Stored data entries
======

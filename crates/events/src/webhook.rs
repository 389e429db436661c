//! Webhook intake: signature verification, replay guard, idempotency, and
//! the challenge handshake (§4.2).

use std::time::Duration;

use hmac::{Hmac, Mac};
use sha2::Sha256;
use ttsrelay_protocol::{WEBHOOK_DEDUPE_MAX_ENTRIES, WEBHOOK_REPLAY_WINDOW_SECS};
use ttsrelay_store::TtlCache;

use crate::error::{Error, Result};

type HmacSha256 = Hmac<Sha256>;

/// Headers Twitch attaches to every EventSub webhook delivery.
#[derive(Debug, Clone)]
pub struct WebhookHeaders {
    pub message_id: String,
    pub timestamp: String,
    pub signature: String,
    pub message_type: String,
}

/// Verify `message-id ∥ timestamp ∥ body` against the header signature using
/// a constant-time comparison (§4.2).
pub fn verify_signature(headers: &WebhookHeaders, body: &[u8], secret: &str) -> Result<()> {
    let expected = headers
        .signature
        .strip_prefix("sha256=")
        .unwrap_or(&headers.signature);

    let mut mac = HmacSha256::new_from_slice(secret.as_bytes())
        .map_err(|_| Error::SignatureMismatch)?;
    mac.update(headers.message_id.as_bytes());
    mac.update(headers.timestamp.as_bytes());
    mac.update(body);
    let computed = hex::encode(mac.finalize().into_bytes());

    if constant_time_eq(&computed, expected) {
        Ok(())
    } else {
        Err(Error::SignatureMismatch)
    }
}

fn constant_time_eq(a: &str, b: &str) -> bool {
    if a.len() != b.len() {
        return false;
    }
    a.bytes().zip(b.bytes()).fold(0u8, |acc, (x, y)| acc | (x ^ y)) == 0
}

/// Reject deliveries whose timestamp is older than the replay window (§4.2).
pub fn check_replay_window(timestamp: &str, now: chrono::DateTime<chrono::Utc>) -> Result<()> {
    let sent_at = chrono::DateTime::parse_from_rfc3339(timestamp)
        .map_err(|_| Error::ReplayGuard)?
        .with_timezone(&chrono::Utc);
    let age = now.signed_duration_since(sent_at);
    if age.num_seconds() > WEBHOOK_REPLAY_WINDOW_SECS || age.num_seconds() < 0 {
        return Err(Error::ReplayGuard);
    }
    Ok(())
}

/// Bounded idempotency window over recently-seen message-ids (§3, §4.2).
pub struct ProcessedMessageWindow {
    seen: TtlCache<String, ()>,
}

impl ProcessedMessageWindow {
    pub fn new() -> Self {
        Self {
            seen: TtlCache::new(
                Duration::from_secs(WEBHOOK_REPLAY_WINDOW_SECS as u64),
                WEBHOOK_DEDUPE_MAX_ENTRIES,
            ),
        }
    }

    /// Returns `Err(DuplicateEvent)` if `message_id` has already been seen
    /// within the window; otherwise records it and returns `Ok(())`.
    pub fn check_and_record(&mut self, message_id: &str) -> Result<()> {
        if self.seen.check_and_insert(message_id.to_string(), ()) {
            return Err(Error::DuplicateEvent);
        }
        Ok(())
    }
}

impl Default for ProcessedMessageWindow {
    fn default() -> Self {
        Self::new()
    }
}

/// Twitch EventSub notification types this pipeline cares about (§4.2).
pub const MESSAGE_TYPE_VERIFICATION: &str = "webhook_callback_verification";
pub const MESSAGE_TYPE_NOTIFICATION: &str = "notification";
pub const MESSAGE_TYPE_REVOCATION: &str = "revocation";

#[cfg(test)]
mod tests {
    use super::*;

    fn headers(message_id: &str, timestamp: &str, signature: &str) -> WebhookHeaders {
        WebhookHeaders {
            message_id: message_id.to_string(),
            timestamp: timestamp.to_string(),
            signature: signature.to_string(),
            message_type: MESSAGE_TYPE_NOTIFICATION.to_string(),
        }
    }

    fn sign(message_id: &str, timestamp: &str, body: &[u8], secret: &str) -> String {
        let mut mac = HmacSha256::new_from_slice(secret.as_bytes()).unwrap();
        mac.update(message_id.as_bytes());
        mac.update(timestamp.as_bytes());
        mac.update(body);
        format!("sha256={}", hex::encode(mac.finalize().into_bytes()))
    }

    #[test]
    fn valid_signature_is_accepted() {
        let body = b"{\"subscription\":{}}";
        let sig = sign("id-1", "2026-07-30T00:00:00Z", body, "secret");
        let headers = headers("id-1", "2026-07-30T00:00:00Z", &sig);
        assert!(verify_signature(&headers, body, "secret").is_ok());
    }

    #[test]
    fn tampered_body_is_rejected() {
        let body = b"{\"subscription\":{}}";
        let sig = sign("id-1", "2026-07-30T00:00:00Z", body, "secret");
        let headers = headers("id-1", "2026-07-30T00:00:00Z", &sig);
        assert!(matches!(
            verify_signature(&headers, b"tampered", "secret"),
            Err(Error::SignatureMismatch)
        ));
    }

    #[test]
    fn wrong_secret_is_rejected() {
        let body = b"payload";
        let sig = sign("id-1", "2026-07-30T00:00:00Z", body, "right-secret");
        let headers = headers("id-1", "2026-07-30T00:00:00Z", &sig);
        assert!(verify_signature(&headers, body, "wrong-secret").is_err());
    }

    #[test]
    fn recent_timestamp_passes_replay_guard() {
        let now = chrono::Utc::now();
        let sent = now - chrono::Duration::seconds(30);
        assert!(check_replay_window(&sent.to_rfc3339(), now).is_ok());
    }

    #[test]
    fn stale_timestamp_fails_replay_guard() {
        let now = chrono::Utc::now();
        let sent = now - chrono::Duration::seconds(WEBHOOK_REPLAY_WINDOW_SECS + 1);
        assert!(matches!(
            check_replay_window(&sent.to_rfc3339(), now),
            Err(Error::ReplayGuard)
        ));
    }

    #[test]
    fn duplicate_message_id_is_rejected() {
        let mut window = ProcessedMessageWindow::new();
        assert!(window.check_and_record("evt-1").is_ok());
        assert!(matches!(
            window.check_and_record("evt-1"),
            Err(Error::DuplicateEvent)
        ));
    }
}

======

AIM OF THE EXERCISE =
Repeat the entries above exactly, from the first line through the line containing "use sha2::Sha256;".

RESPONSE AREA =
filename crates/events/src/webhook.rs
repository 389e429db436661c
//! Webhook intake: signature verification, replay guard, idempotency, and
//! the challenge handshake (§4.2).

use std::time::Duration;

use hmac::{Hmac, Mac};
use sha2::Sha256;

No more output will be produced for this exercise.